As discussed above, the major effect of the TTF is the splitting of reflections that lie in a direction perpendicular to the tiltaxis. Consequently, tight masking of the transform would not include any useful information for split reflections and, hence, the transform needs first to be corrected for the effect of the TTF before attempting to calculate a highly averaged reference image. Furthermore, an increasing mask hole radius is used for the loose masking of reflections that lie perpendicular to the tilt axis to allow all the distortion information to be passed on to the cross-correlation step. Accordingly, one needs to set a minimum and maximum radius in pixel (set $radius=“lower upper”) instead of a constant value like in MASKTRANA. For the tightly filtered image both values will still be equal 1. However, for the loosely masked transform the minimum and maximum radius will depend on the size of the image, the amount of tilt and the resolution. These values need to be optimized by trial and error. Be aware that in contrast to MASKTRANA, TTMASK will overwrite the inputfile. Therefore, keep a separate copy of the input transform if it seems likely that more than one run is required. Alternatively, the required transforms can be recalculated from the relevant images.

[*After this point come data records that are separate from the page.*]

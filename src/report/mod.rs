//! Reporting utilities: per-peak statistics and formatted terminal output.

use std::collections::HashSet;

use crate::domain::ExtractedPeak;
use crate::error::PeakError;

pub mod format;

pub use format::*;

/// Number of distinct `h` values inside a peak (its step count).
///
/// `-0.0` and `0.0` count as the same value.
pub fn count_unique_heights(peak: &ExtractedPeak) -> usize {
    peak.h_values
        .iter()
        .map(|&v| (v + 0.0).to_bits())
        .collect::<HashSet<u64>>()
        .len()
}

/// Step counts for a batch of peaks, in order.
pub fn step_counts(peaks: &[ExtractedPeak]) -> Vec<usize> {
    peaks.iter().map(count_unique_heights).collect()
}

/// Equal-width histogram with an overflow bucket.
#[derive(Debug, Clone, PartialEq)]
pub struct Histogram {
    /// `counts.len() + 1` bin edges, ascending.
    pub edges: Vec<f64>,
    pub counts: Vec<usize>,
    /// Values above the configured maximum.
    pub overflow: usize,
}

impl Histogram {
    pub fn total(&self) -> usize {
        self.counts.iter().sum::<usize>() + self.overflow
    }
}

/// Bin `values` into `bin_count` equal-width bins over
/// `[min, min(max, max_value)]`.
///
/// - values above `max_value` go to `overflow`
/// - a degenerate range is widened by `±0.5`
/// - the last bin is right-inclusive
pub fn histogram(values: &[f64], bin_count: usize, max_value: f64) -> Histogram {
    let bins = bin_count.max(1);
    let in_range: Vec<f64> = values.iter().copied().filter(|&v| v <= max_value).collect();
    let overflow = values.len() - in_range.len();

    let (mut lo, mut hi) = if in_range.is_empty() {
        (0.0, 1.0)
    } else {
        (
            in_range.iter().copied().fold(f64::INFINITY, f64::min),
            in_range.iter().copied().fold(f64::NEG_INFINITY, f64::max),
        )
    };
    if lo == hi {
        lo -= 0.5;
        hi += 0.5;
    }

    let width = (hi - lo) / bins as f64;
    let edges: Vec<f64> = (0..=bins)
        .map(|i| if i == bins { hi } else { lo + width * i as f64 })
        .collect();

    let mut counts = vec![0usize; bins];
    for v in in_range {
        let idx = (((v - lo) / width).floor() as usize).min(bins - 1);
        counts[idx] += 1;
    }

    Histogram {
        edges,
        counts,
        overflow,
    }
}

/// Extent of one extracted group.
#[derive(Debug, Clone, Copy, PartialEq)]
pub struct GroupMeasure {
    /// `x[last] - x[0]`
    pub width: f64,
    /// `h[last] - h[0]`
    pub height: f64,
}

/// Width and height gained across a peak table.
pub fn measure_group(peak: &ExtractedPeak) -> Result<GroupMeasure, PeakError> {
    let (Some(x0), Some(x1)) = (peak.x_values.first(), peak.x_values.last()) else {
        return Err(PeakError::IndexOutOfRange { index: 0, len: 0 });
    };
    let (Some(h0), Some(h1)) = (peak.h_values.first(), peak.h_values.last()) else {
        return Err(PeakError::IndexOutOfRange { index: 0, len: 0 });
    };
    Ok(GroupMeasure {
        width: x1 - x0,
        height: h1 - h0,
    })
}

Another difference to MASKTRANA is that one cannot use a separate “spotfile” if ITYPE=1 to specify which reflections one would like to be included in the mask. However, as for MASKTRANA, ITYPE=0 invokes the lattice generator and creates all possible spots within the limits given for H and K (IH/IK min max) and the specified transform radius RMAX. Yet, the same caution note given earlier (see MASKTRANA) applies - using all possible spots may not be advantageous.

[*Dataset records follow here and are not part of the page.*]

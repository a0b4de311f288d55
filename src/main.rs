use std::process::ExitCode;

fn main() -> ExitCode {
    match peak_growth::app::run() {
        Ok(()) => ExitCode::SUCCESS,
        Err(err) => {
            eprintln!("{err}");
            ExitCode::from(err.exit_code())
        }
    }
}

Detailed diagnostics for the TTF correction will be printed out for the number of reflections specified by parameter NSP. Finally, be aware that errors in the estimate for the underfocus or the tilt geometry will result in an erroneous unbending of the lattice. This is a pronounced difference to MASKTRANA where the only problems arise from letting too much noise through the mask. However, since TTMASK corrects for the TTF, any wrong assignments of image parameter will result in a distorted reference, which in turn will negatively influence the determination of the distortion vectors used by CCUNBENDE.
This and the fact that errors in the tilt geometry will also be perpetuated in the relevant parameter for CCUNBENDE can result in a situation where the “corrected” image is significantly worse than the original. This emphasizes again (see TTBOX), that the higher amount of sophistication also requires a much higher certainty that the chosen input parameter are correct.